Per camprendere meglio, vi rimandiamo a quest’altro post dove in un passo recita:
“Di fatto è attraverso questo principio di trasformazione del male in bene che la nuova classe dominante, conscia della propria egemonia, passa dalla critica del sistema sociale precedente alla giustificazione delle sue nefandezze. Giustifica le sue guerre, organizza complotti su scala planetaria, pratica con i suoi servizi segreti i più orribili omicidi tentando di dimostrare che il crimine da lei praticato è un fatto positivo, democratico e civile, quindi carico di valori universali, divini, ai quali tutti devono passivamente aderire.”

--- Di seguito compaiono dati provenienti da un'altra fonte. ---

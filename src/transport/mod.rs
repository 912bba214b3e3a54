//! Byte-level transport (spec.md §4.1, C1).
//!
//! A `Transport` owns one exclusive byte-stream endpoint (TCP socket or
//! serial port). Every operation takes an explicit deadline derived from
//! the caller's per-poll budget; nothing here blocks past it.

pub mod serial;
pub mod tcp;

use crate::error::TransportError;
use async_trait::async_trait;
use std::time::Duration;

#[async_trait]
pub trait Transport: Send {
    /// Open the underlying endpoint, pre-validating reachability. Must
    /// not block past `deadline`.
    async fn connect(&mut self, deadline: Duration) -> Result<(), TransportError>;

    /// Read exactly `buf.len()` bytes or fail.
    async fn read_exact(&mut self, buf: &mut [u8], deadline: Duration) -> Result<(), TransportError>;

    /// Write the entire buffer or fail.
    async fn write_all(&mut self, buf: &[u8], deadline: Duration) -> Result<(), TransportError>;

    /// Close the endpoint. Always safe to call, even if not connected.
    async fn close(&mut self);

    fn is_connected(&self) -> bool;
}

/// How a plugin instance reaches its device, per spec.md §6.
#[derive(Debug, Clone)]
pub enum Endpoint {
    Tcp { host: String, port: u16 },
    Serial {
        port: String,
        baud: u32,
        /// 8-N-1 unless overridden, per spec.md §4.1.
        data_bits: u8,
        parity: SerialParity,
        stop_bits: u8,
    },
}

#[derive(Debug, Clone, Copy, PartialEq, Eq)]
pub enum SerialParity {
    None,
    Even,
    Odd,
}

impl Endpoint {
    pub fn serial_default(port: impl Into<String>, baud: u32) -> Self {
        Endpoint::Serial {
            port: port.into(),
            baud,
            data_bits: 8,
            parity: SerialParity::None,
            stop_bits: 1,
        }
    }
}
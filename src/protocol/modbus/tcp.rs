//! Modbus-TCP framing: the MBAP header (spec.md §4.2.1).
//!
//! `transaction_id` monotonic per client, `protocol_id` always 0,
//! `length` covers unit id + PDU, `unit_id` addresses the slave.

use super::registers::FunctionType;
use crate::error::ModbusError;
use std::sync::atomic::{AtomicU16, Ordering};

/// Generates monotonically increasing transaction ids for one client
/// connection, wrapping per the 16-bit field width.
pub struct TransactionIdGenerator(AtomicU16);

impl TransactionIdGenerator {
    pub fn new() -> Self {
        Self(AtomicU16::new(0))
    }

    pub fn next(&self) -> u16 {
        self.0.fetch_add(1, Ordering::Relaxed)
    }
}

impl Default for TransactionIdGenerator {
    fn default() -> Self {
        Self::new()
    }
}

pub fn build_read_request(
    transaction_id: u16,
    unit_id: u8,
    function: FunctionType,
    address: u16,
    count: u16,
) -> Vec<u8> {
    let pdu_len: u16 = 1 /* unit id */ + 1 /* fc */ + 4 /* addr + count */;
    let mut frame = Vec::with_capacity(6 + 6);
    frame.extend_from_slice(&transaction_id.to_be_bytes());
    frame.extend_from_slice(&0u16.to_be_bytes()); // protocol id
    frame.extend_from_slice(&pdu_len.to_be_bytes());
    frame.push(unit_id);
    frame.push(function.function_code());
    frame.extend_from_slice(&address.to_be_bytes());
    frame.extend_from_slice(&count.to_be_bytes());
    frame
}

/// Parse a full MBAP response frame (header already read in full, as the
/// caller must read the fixed 7-byte header first to learn `length`).
pub fn parse_read_response(
    frame: &[u8],
    expected_transaction_id: u16,
    expected_unit_id: u8,
) -> Result<Vec<u16>, ModbusError> {
    if frame.len() < 9 {
        return Err(ModbusError::Truncated {
            expected: 9,
            actual: frame.len(),
        });
    }

    let transaction_id = u16::from_be_bytes([frame[0], frame[1]]);
    let protocol_id = u16::from_be_bytes([frame[2], frame[3]]);
    let length = u16::from_be_bytes([frame[4], frame[5]]) as usize;
    let unit_id = frame[6];
    let fc = frame[7];

    if transaction_id != expected_transaction_id {
        return Err(ModbusError::TransactionMismatch {
            expected: expected_transaction_id,
            actual: transaction_id,
        });
    }
    if protocol_id != 0 || unit_id != expected_unit_id {
        return Err(ModbusError::Mbap);
    }
    if frame.len() != 6 + length {
        return Err(ModbusError::Truncated {
            expected: 6 + length,
            actual: frame.len(),
        });
    }

    if fc & 0x80 != 0 {
        let code = frame[8];
        return Err(ModbusError::Exception {
            function: fc & 0x7f,
            code,
        });
    }
    if fc != 0x03 && fc != 0x04 {
        return Err(ModbusError::UnexpectedFunction(fc));
    }

    let byte_count = frame[8] as usize;
    let data = frame.get(9..9 + byte_count).ok_or(ModbusError::Truncated {
        expected: 9 + byte_count,
        actual: frame.len(),
    })?;

    Ok(data
        .chunks_exact(2)
        .map(|c| u16::from_be_bytes([c[0], c[1]]))
        .collect())
}

/// Decode the 7-byte MBAP+function header to learn how many more bytes
/// of payload to read, before `parse_read_response` is called on the
/// full frame. Returns `(full_frame_length_after_header, )`.
pub fn response_payload_len(header: &[u8; 7]) -> usize {
    let length = u16::from_be_bytes([header[4], header[5]]) as usize;
    // `length` counts unit_id + pdu; we've already consumed unit_id (1
    // byte of it) plus nothing of the pdu, but the header slice passed
    // in is only 6 bytes of MBAP + the unit id is header[6]; the
    // remaining bytes to read are length - 1 (unit id already in header).
    length.saturating_sub(1)
}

In quest’altro articolo, invece, di Claudia Cernigoi, del 3 aprile 2014, specifica cose su quanto fosse diventato “scomodo” Rostagno:
“…Dopo il 1977 Valcarenghi “intraprese la strada della ricerca spirituale” diventando (come due altri ex “sessantottini”, Mauro Rostagno e Carlo Silvestro) discepolo di Osho Rajinesh; rientrato in Italia rilevò da Rostagno il locale, il Macondo, trasformandolo in un centro di meditazione spirituale, poi continuò l’attività giornalistica e nel 2006 riprese l’attività di editore della rivista Re Nudo e di una casa editrice con lo stesso nome. Rostagno invece si trasferì a Lenzi (che si trova in provincia di Trapani, come Calatafimi) dove diede vita ad una comunità di recupero per tossicodipendenti, la Saman, ed iniziò la collaborazione ad una TV locale, dove denunciava le azioni mafiose. Trapani negli anni ’80 era un po’ nella bufera a causa delle indagini scaturite dalla scoperta del Circolo massonico Scontrino, definito dal magistrato Carlo Palermo “luogo di incontro e di raccordo di numerose logge occulte”, che vedeva la presenza oltre che di massoni, anche di mafiosi, trafficanti vari, agenti libici, e per le ripetute visite del Venerabile Licio Gelli in città. Rostagno aveva indagato sul Circolo Scontrino, ma aveva anche sospettato un traffico di armi che si sarebbe svolto vicino alla sua comunità, nella zona in cui era stata operativa la base di Gladio nota come Centro Scorpione. Secondo il giornalista Sergio Di Cori (cfr. “Delitto Rostagno. Un teste accusa”, Re Nudo 1997) Rostagno gli avrebbe detto di avere visto caricare casse di armi su aerei che poi partivano per la Somalia, allora in piena guerra civile, aggiungendo “li stiamo armando invece di aiutarli”.
Sarebbero stati questi i temi di cui Rostagno avrebbe parlato con il magistrato Giovanni Falcone nell’estate del 1988, due mesi prima di essere ucciso; ma va aggiunto che l’assassinio avvenne pochi giorni prima della prevista testimonianza dell’ex militante di Lotta continua al processo per l’omicidio Calabresi in cui erano imputati i suo ex compagni Adriano Sofri, Giorgio Pietrostefani e Ovidio Bompressi.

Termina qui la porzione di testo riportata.